Освобождение же Задонья и Кубани обеспечивало весь южный 400-километровый фронт Донской области и давало Добровольческой армии свободную от немецкого влияния обеспеченную и богатую базу движения на север. Кроме того, войска могли укомплектовываться, по оценке Деникина, «надежным и воинственным элементом». Открывался путь к Черному морю, обеспечивая близкую и прочную связь с союзниками по Антанте в случае их победы. Наконец, движение белых волонтеров на Юг России косвенно содействовало освобождению Терека.

Командование Добровольческой армии связывало нравственное обязательство перед кубанцами, которые шли под знамена белых волонтеров не только под влиянием лозунга спасения России, но и освобождения Кубани от советской власти. Невыполнение данного слова имело бы, по крайней мере, с точки зрения Деникина, два тяжелых военно-политических последствия: сильнейшее расстройство армии, в особенности ее конницы, из рядов которой ушло бы много кубанских казаков; оккупация Кубани немцами.

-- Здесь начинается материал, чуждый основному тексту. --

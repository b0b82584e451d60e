use super::body::{Body, BodyState};
use super::error::{BodyError, HttpProtocolError};
use super::request::{BodyFraming, RequestHead};
use super::response::{self, Outgoing};
use crate::common::ServerConfig;
use bytes::{Buf, BytesMut};
use http::{Request, StatusCode};
use std::io;
use std::time::Duration;
use tokio::io::{AsyncRead, AsyncReadExt, AsyncWrite, AsyncWriteExt};
use tokio::time::timeout;

/// Unread request bodies up to this size are drained to keep the connection
const DRAIN_LIMIT: usize = 256 * 1024;

/// Longest chunk-size line (size, extensions and CRLF) or trailer line accepted
const MAX_CHUNK_LINE: usize = 4096;

/// One server-side HTTP/1.1 connection: a stream plus its read buffer
///
/// The connection owns the framing state of the current request body.
/// Handlers only borrow it through [`Body`], and [`Conn::release_body`]
/// settles whatever they left behind.
pub struct Conn<S> {
    stream: S,
    buffer: BytesMut,
    pub(super) body: BodyState,
    read_size: usize,
    read_timeout: Duration,
    write_timeout: Duration,
    max_header_bytes: usize,
    max_headers: usize,
    max_body_size: usize,
}

impl<S> Conn<S>
where
    S: AsyncRead + AsyncWrite + Unpin + Send,
{
    pub fn new(stream: S, config: &ServerConfig) -> Self {
        Self {
            stream,
            buffer: BytesMut::with_capacity(config.buffer_size),
            body: BodyState::Idle,
            read_size: config.buffer_size.max(1),
            read_timeout: config.read_timeout,
            write_timeout: config.write_timeout,
            max_header_bytes: config.max_header_bytes,
            max_headers: config.max_headers,
            max_body_size: config.max_body_size,
        }
    }

    /// Reads the next request head; `None` means the peer closed between requests
    pub async fn read_head(&mut self) -> Result<Option<RequestHead>, HttpProtocolError> {
        loop {
            if !self.buffer.is_empty() {
                let mut headers = vec![httparse::EMPTY_HEADER; self.max_headers];
                let mut req = httparse::Request::new(&mut headers);
                match req.parse(&self.buffer) {
                    Ok(httparse::Status::Complete(parsed_len)) => {
                        if parsed_len > self.max_header_bytes {
                            return Err(HttpProtocolError::HeadersTooLarge(self.max_header_bytes));
                        }
                        let head = RequestHead::from_parsed(&req)?;
                        self.buffer.advance(parsed_len);
                        return Ok(Some(head));
                    }
                    Ok(httparse::Status::Partial) => {}
                    Err(httparse::Error::TooManyHeaders) => {
                        return Err(HttpProtocolError::HeadersTooLarge(self.max_header_bytes));
                    }
                    Err(e) => {
                        return Err(HttpProtocolError::HttpParse(format!(
                            "Failed to parse headers: {e}"
                        )));
                    }
                }
            }

            if self.buffer.len() >= self.max_header_bytes {
                return Err(HttpProtocolError::HeadersTooLarge(self.max_header_bytes));
            }

            if self.fill_buf().await? == 0 {
                return if self.buffer.is_empty() {
                    Ok(None)
                } else {
                    Err(HttpProtocolError::IncompleteRequest)
                };
            }
        }
    }

    /// Binds the body of `head`, framed as `framing`, to this connection and
    /// hands out the request
    pub fn begin_request(
        &mut self,
        head: RequestHead,
        framing: BodyFraming,
    ) -> Request<Body<'_, S>> {
        self.body = BodyState::Pending {
            framing,
            expect_continue: head.expects_continue() && framing != BodyFraming::Empty,
        };

        let RequestHead {
            method,
            target,
            uri,
            version,
            headers,
        } = head;
        let mut request = Request::new(Body::new(self));
        *request.method_mut() = method;
        *request.uri_mut() = uri;
        *request.version_mut() = version;
        *request.headers_mut() = headers;
        request.extensions_mut().insert(target);
        request
    }

    /// Settles the current body after the handler is done with it.
    ///
    /// Returns `false` when the connection can no longer carry another
    /// request: the read failed, the client is still waiting for
    /// `100 Continue`, or the leftover is too large to drain.
    pub async fn release_body(&mut self) -> bool {
        match std::mem::replace(&mut self.body, BodyState::Idle) {
            BodyState::Idle | BodyState::Consumed => true,
            BodyState::Failed => false,
            BodyState::Pending {
                expect_continue: true,
                ..
            } => false,
            BodyState::Pending { framing, .. } => {
                match self.read_framed_body(framing, DRAIN_LIMIT).await {
                    Ok(drained) => {
                        tracing::debug!(size = drained.len(), "Drained unread request body");
                        true
                    }
                    Err(e) => {
                        tracing::debug!(error = %e, "Could not drain request body");
                        false
                    }
                }
            }
        }
    }

    /// Reads the pending body to its end, honouring `Expect: 100-continue`
    pub(super) async fn read_body(&mut self) -> Result<BytesMut, BodyError> {
        let (framing, expect_continue) = match self.body {
            BodyState::Pending {
                framing,
                expect_continue,
            } => (framing, expect_continue),
            BodyState::Idle | BodyState::Consumed | BodyState::Failed => {
                return Err(BodyError::AlreadyRead);
            }
        };

        self.body = BodyState::Failed;
        if expect_continue {
            let mut interim = BytesMut::new();
            response::encode_interim(StatusCode::CONTINUE, &mut interim);
            self.write_all(&interim).await?;
        }

        let body = self.read_framed_body(framing, self.max_body_size).await?;
        self.body = BodyState::Consumed;
        Ok(body)
    }

    /// Encodes and writes a response, returning whether the connection must close
    pub async fn write_response(&mut self, outgoing: Outgoing) -> io::Result<bool> {
        let mut dst = BytesMut::new();
        let close = response::encode(outgoing, &mut dst);
        self.write_all(&dst).await?;
        Ok(close)
    }

    /// Best-effort close of the write half
    pub async fn shutdown(&mut self) -> io::Result<()> {
        self.stream.shutdown().await
    }

    async fn read_framed_body(
        &mut self,
        framing: BodyFraming,
        limit: usize,
    ) -> Result<BytesMut, BodyError> {
        match framing {
            BodyFraming::Empty => Ok(BytesMut::new()),
            BodyFraming::Length(length) => {
                let length = usize::try_from(length)
                    .ok()
                    .filter(|length| *length <= limit)
                    .ok_or(BodyError::TooLarge(limit))?;
                let mut body = BytesMut::with_capacity(length);
                self.read_exact_into(length, &mut body).await?;
                Ok(body)
            }
            BodyFraming::Chunked => self.read_chunked(limit).await,
        }
    }

    async fn read_chunked(&mut self, limit: usize) -> Result<BytesMut, BodyError> {
        let mut body = BytesMut::new();
        loop {
            let size = self.read_chunk_size().await?;
            if size == 0 {
                break;
            }

            let size = usize::try_from(size)
                .ok()
                .filter(|size| body.len().saturating_add(*size) <= limit)
                .ok_or(BodyError::TooLarge(limit))?;
            self.read_exact_into(size, &mut body)
                .await
                .map_err(|e| match e {
                    BodyError::Truncated { .. } => BodyError::TruncatedChunked,
                    other => other,
                })?;

            let line = self.read_line().await?;
            if !line.is_empty() {
                return Err(BodyError::MalformedChunk(
                    "chunk data not followed by CRLF".to_string(),
                ));
            }
        }

        // Trailers are read and dropped
        while !self.read_line().await?.is_empty() {}
        Ok(body)
    }

    async fn read_chunk_size(&mut self) -> Result<u64, BodyError> {
        loop {
            match httparse::parse_chunk_size(&self.buffer) {
                Ok(httparse::Status::Complete((consumed, size))) => {
                    self.buffer.advance(consumed);
                    return Ok(size);
                }
                Ok(httparse::Status::Partial) => {
                    if self.buffer.len() > MAX_CHUNK_LINE {
                        return Err(BodyError::MalformedChunk(
                            "chunk size line too long".to_string(),
                        ));
                    }
                    if self.fill_buf().await? == 0 {
                        return Err(BodyError::TruncatedChunked);
                    }
                }
                Err(_) => {
                    return Err(BodyError::MalformedChunk("invalid chunk size".to_string()));
                }
            }
        }
    }

    /// Reads one line and strips its terminator (CRLF or bare LF)
    async fn read_line(&mut self) -> Result<BytesMut, BodyError> {
        loop {
            if let Some(end) = self.buffer.iter().position(|b| *b == b'\n') {
                let mut line = self.buffer.split_to(end + 1);
                line.truncate(end);
                if line.last() == Some(&b'\r') {
                    line.truncate(end - 1);
                }
                return Ok(line);
            }
            if self.buffer.len() > MAX_CHUNK_LINE {
                return Err(BodyError::MalformedChunk("line too long".to_string()));
            }
            if self.fill_buf().await? == 0 {
                return Err(BodyError::TruncatedChunked);
            }
        }
    }

    async fn read_exact_into(&mut self, length: usize, out: &mut BytesMut) -> Result<(), BodyError> {
        let mut remaining = length;
        while remaining > 0 {
            if self.buffer.is_empty() && self.fill_buf().await? == 0 {
                return Err(BodyError::Truncated {
                    expected: length,
                    received: length - remaining,
                });
            }
            let take = remaining.min(self.buffer.len());
            out.extend_from_slice(&self.buffer.split_to(take));
            remaining -= take;
        }
        Ok(())
    }

    async fn fill_buf(&mut self) -> io::Result<usize> {
        self.buffer.reserve(self.read_size);
        match timeout(self.read_timeout, self.stream.read_buf(&mut self.buffer)).await {
            Ok(result) => result,
            Err(_) => Err(io::Error::new(io::ErrorKind::TimedOut, "read timed out")),
        }
    }

    async fn write_all(&mut self, data: &[u8]) -> io::Result<()> {
        let write = async {
            self.stream.write_all(data).await?;
            self.stream.flush().await
        };
        match timeout(self.write_timeout, write).await {
            Ok(result) => result,
            Err(_) => Err(io::Error::new(io::ErrorKind::TimedOut, "write timed out")),
        }
    }
}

«Все измучились, — говорил генералу Алексееву председатель Кубанского правительства в изгнании Быч, — Кубань ждать не может… Екатеринодарская интеллигенция обращает взоры на немцев. Казаки и интеллигенция обратятся и пригласят немцев…».

Поэтому Деникин, при полной поддержке своего начальника штаба Романовского, решительно настроился двинуть войска на Кубань. А Верховного руководителя Добровольческой армии в это время терзали сомнения. В письме Милюкову он писал:

«1) Армия доживает последние гроши; 2)немцы, их скрытые политические цели и намерения; 3) личность (донского) атамана, генерала Краснова. Его деятельность в октябре 1917 года, его отношение к Добровольческой армии; 4) беспомощность Кубани, невозможность и бесцельность повторения туда похода при данной обстановке, не рискуя погубить армию…».

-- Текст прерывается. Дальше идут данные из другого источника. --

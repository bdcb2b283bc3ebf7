//! Pushes a few values, replaces tags and switches tenants.
//!
//! Run with: `cargo run -p hawkular-demos --example push_metrics`

use hawkular_client::prelude::*;
use hawkular_demos::{demo_config, init_tracing};

#[tokio::main]
async fn main() -> std::result::Result<(), Box<dyn std::error::Error>> {
    init_tracing()?;

    let mut client = HawkularClient::new(demo_config())?;
    println!("Sending to {} as tenant '{}'", client.urls().base_url(), client.tenant_id());

    client.push(MetricType::Gauge, "demo.cpu.load", 0.42, None).await?;

    let now = hawkular_client::time_millis();
    client
        .put(vec![
            create_metric(
                MetricType::Gauge,
                "demo.mem.used",
                vec![
                    create_datapoint(512, Some(now - 60_000), None),
                    create_datapoint(540, Some(now), None),
                ],
            ),
            create_metric(
                MetricType::Counter,
                "demo.requests",
                create_datapoint(1_024, None, Some(tags([("route", "/api")]))),
            ),
            create_metric(
                MetricType::Availability,
                "demo.app",
                create_datapoint("up", None, None),
            ),
        ])
        .await?;

    client
        .update_metric_tags(
            MetricType::Gauge,
            "demo.cpu.load",
            [("env", "demo"), ("unit", "ratio")],
        )
        .await?;

    client.tenant("demo-secondary");
    match client.push(MetricType::String, "demo.state", "ready", None).await {
        Ok(()) => println!("Wrote to tenant '{}'", client.tenant_id()),
        Err(MetricsError::Server { status, message }) => {
            println!("Server refused the write ({status}): {message}")
        }
        Err(e) => return Err(e.into()),
    }

    Ok(())
}
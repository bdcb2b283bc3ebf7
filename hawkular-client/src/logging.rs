//! Logging utilities and configuration for the client.
//!
//! The client only emits `tracing` events; installing a subscriber is left to
//! the application. [`setup`] offers a ready-made one.

use tracing::Level;

/// Per-client logging behavior.
#[derive(Debug, Clone)]
pub struct LogConfig {
    /// Base log level for request logging
    pub base_level: Level,
    /// Whether to log request bodies at debug level
    pub log_payloads: bool,
    /// Maximum length for logged bodies and error messages
    pub max_field_length: usize,
}

impl Default for LogConfig {
    fn default() -> Self {
        Self {
            base_level: Level::INFO,
            log_payloads: false,
            max_field_length: 256,
        }
    }
}

impl LogConfig {
    /// Creates a verbose configuration suitable for debugging.
    pub fn verbose() -> Self {
        Self {
            base_level: Level::DEBUG,
            log_payloads: true,
            max_field_length: 1024,
        }
    }

    /// Creates a minimal configuration for production with lowest overhead.
    pub fn production() -> Self {
        Self {
            base_level: Level::WARN,
            log_payloads: false,
            max_field_length: 128,
        }
    }
}

/// Truncates a string to the maximum field length if needed.
pub fn truncate_field(value: &str, max_length: usize) -> String {
    if value.len() <= max_length {
        return value.to_string();
    }
    let mut end = max_length;
    while !value.is_char_boundary(end) {
        end -= 1;
    }
    format!("{}...(truncated)", &value[..end])
}

/// Subscriber installation for applications and the demos.
pub mod setup {
    use std::str::FromStr;

    use crate::error::{MetricsError, Result};

    /// Environment variable selecting [`LogFormat`].
    pub const LOG_FORMAT_ENV: &str = "HAWKULAR_LOG_FORMAT";

    /// Output format of the installed subscriber.
    #[derive(Debug, Clone, Copy, Default, PartialEq, Eq)]
    pub enum LogFormat {
        #[default]
        Text,
        Json,
    }

    impl FromStr for LogFormat {
        type Err = MetricsError;

        fn from_str(s: &str) -> Result<Self> {
            match s.trim().to_ascii_lowercase().as_str() {
                "text" | "plain" => Ok(Self::Text),
                "json" => Ok(Self::Json),
                other => Err(MetricsError::configuration(format!(
                    "Unknown log format '{other}', expected 'text' or 'json'"
                ))),
            }
        }
    }

    /// Filter directives and format for [`init_logging`].
    #[derive(Debug, Clone)]
    pub struct LoggingConfig {
        /// `EnvFilter` directives, used when `RUST_LOG` is unset
        pub directives: String,
        pub format: LogFormat,
    }

    impl Default for LoggingConfig {
        fn default() -> Self {
            Self {
                directives: "info,hawkular_client=debug".to_string(),
                format: LogFormat::Text,
            }
        }
    }

    impl LoggingConfig {
        /// Everything at debug, as text.
        pub fn development() -> Self {
            Self {
                directives: "debug".to_string(),
                ..Self::default()
            }
        }

        /// Rejections and connection failures only, as JSON lines.
        pub fn production() -> Self {
            Self {
                directives: "warn,hawkular_client=info".to_string(),
                format: LogFormat::Json,
            }
        }

        /// Starts from `base` and applies [`LOG_FORMAT_ENV`] when it is set.
        pub fn from_env(base: Self) -> Result<Self> {
            match std::env::var(LOG_FORMAT_ENV) {
                Ok(format) => Ok(base.with_format(format.parse()?)),
                Err(_) => Ok(base),
            }
        }

        pub fn with_directives(mut self, directives: impl Into<String>) -> Self {
            self.directives = directives.into();
            self
        }

        pub fn with_format(mut self, format: LogFormat) -> Self {
            self.format = format;
            self
        }
    }

    /// Installs the process-wide `tracing` subscriber.
    ///
    /// `RUST_LOG` wins over the configured directives when it is set. Fails
    /// with [`MetricsError::Configuration`] on bad directives or when a
    /// subscriber is already installed.
    ///
    /// ```rust,no_run
    /// use hawkular_client::logging::setup::{init_logging, LoggingConfig};
    ///
    /// init_logging(&LoggingConfig::production()).unwrap();
    /// ```
    pub fn init_logging(config: &LoggingConfig) -> Result<()> {
        use tracing_subscriber::{layer::SubscriberExt, util::SubscriberInitExt, EnvFilter, Layer};

        let filter = match EnvFilter::try_from_default_env() {
            Ok(filter) => filter,
            Err(_) => EnvFilter::try_new(&config.directives).map_err(|e| {
                MetricsError::configuration(format!(
                    "Invalid log directives '{}': {e}",
                    config.directives
                ))
            })?,
        };

        let layer = match config.format {
            LogFormat::Text => tracing_subscriber::fmt::layer().boxed(),
            LogFormat::Json => tracing_subscriber::fmt::layer().json().boxed(),
        };

        tracing_subscriber::registry()
            .with(filter)
            .with(layer)
            .try_init()
            .map_err(|e| MetricsError::configuration(format!("Failed to install subscriber: {e}")))
    }
}

#[cfg(test)]
mod tests {
    use super::setup::{init_logging, LogFormat, LoggingConfig};
    use super::*;
    use crate::error::MetricsError;

    #[test]
    fn test_log_config_presets() {
        let config = LogConfig::default();
        assert_eq!(config.base_level, Level::INFO);
        assert!(!config.log_payloads);
        assert_eq!(config.max_field_length, 256);

        let config = LogConfig::verbose();
        assert!(config.log_payloads);
        assert_eq!(config.max_field_length, 1024);

        let config = LogConfig::production();
        assert_eq!(config.base_level, Level::WARN);
        assert_eq!(config.max_field_length, 128);
    }

    #[test]
    fn test_truncate_field() {
        assert_eq!(truncate_field("hello", 10), "hello");
        let long_text = "this is a very long text that should be truncated";
        assert_eq!(truncate_field(long_text, 10), "this is a ...(truncated)");
        // never splits a multi-byte character
        assert_eq!(truncate_field("ääää", 3), "ä...(truncated)");
    }

    #[test]
    fn test_log_format_parsing() {
        assert_eq!("json".parse::<LogFormat>().unwrap(), LogFormat::Json);
        assert_eq!(" Text ".parse::<LogFormat>().unwrap(), LogFormat::Text);
        assert_eq!("plain".parse::<LogFormat>().unwrap(), LogFormat::Text);
        assert!(matches!(
            "yaml".parse::<LogFormat>(),
            Err(MetricsError::Configuration { .. })
        ));
    }

    #[test]
    fn test_logging_presets() {
        let config = LoggingConfig::default();
        assert_eq!(config.directives, "info,hawkular_client=debug");
        assert_eq!(config.format, LogFormat::Text);

        let config = LoggingConfig::production();
        assert_eq!(config.format, LogFormat::Json);
        assert_eq!(
            config.with_directives("error").directives,
            "error"
        );
    }

    #[test]
    fn test_invalid_directives_are_configuration_errors() {
        // fails on the directives before touching the global subscriber
        std::env::remove_var("RUST_LOG");
        let config = LoggingConfig::default().with_directives("hawkular_client=loud");
        assert!(matches!(
            init_logging(&config),
            Err(MetricsError::Configuration { .. })
        ));
    }
}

«Отец Белого Дела» мучился извечным гамлетовским вопросом: быть или не быть и «куда нам идти».

«На Кубани — гибель, — писал он. — На Кавказе — мало привлекательного и делать нечего. Генерал Краснов, беря начальственный тон по отношению в армии, указывает ей путь — скорее берите Царицын, но Дроздовского я удержу в Новочеркасске до создания регулярной Донской армии. Цель — сунув нос в непосильное предприятие, на пути к выполнению которого мы можем столкнуться с немцами, избавиться от нас на Дону…».

Тем не менее, не видя другого выхода, Верховный руководитель Добровольческой армии поддержал, в конечном итоге, стратегические намерения командующего и его начальника штаба.

Итак, жребий брошен…

В конце июня 1918 года Добровольческая армия выступила во II Кубанский поход. Она была значительно сильнее по составу, силам и средствам, чем в I Кубанском походе (см. прил.17.). Ей предстояли операции против Красной армии на Северном Кавказе. Деникин не располагал точными сведениями о противнике. Исходя из данных Московского антисоветского подпольного центра, он оценивал группировку противника примерно в 80-100 тысяч человек.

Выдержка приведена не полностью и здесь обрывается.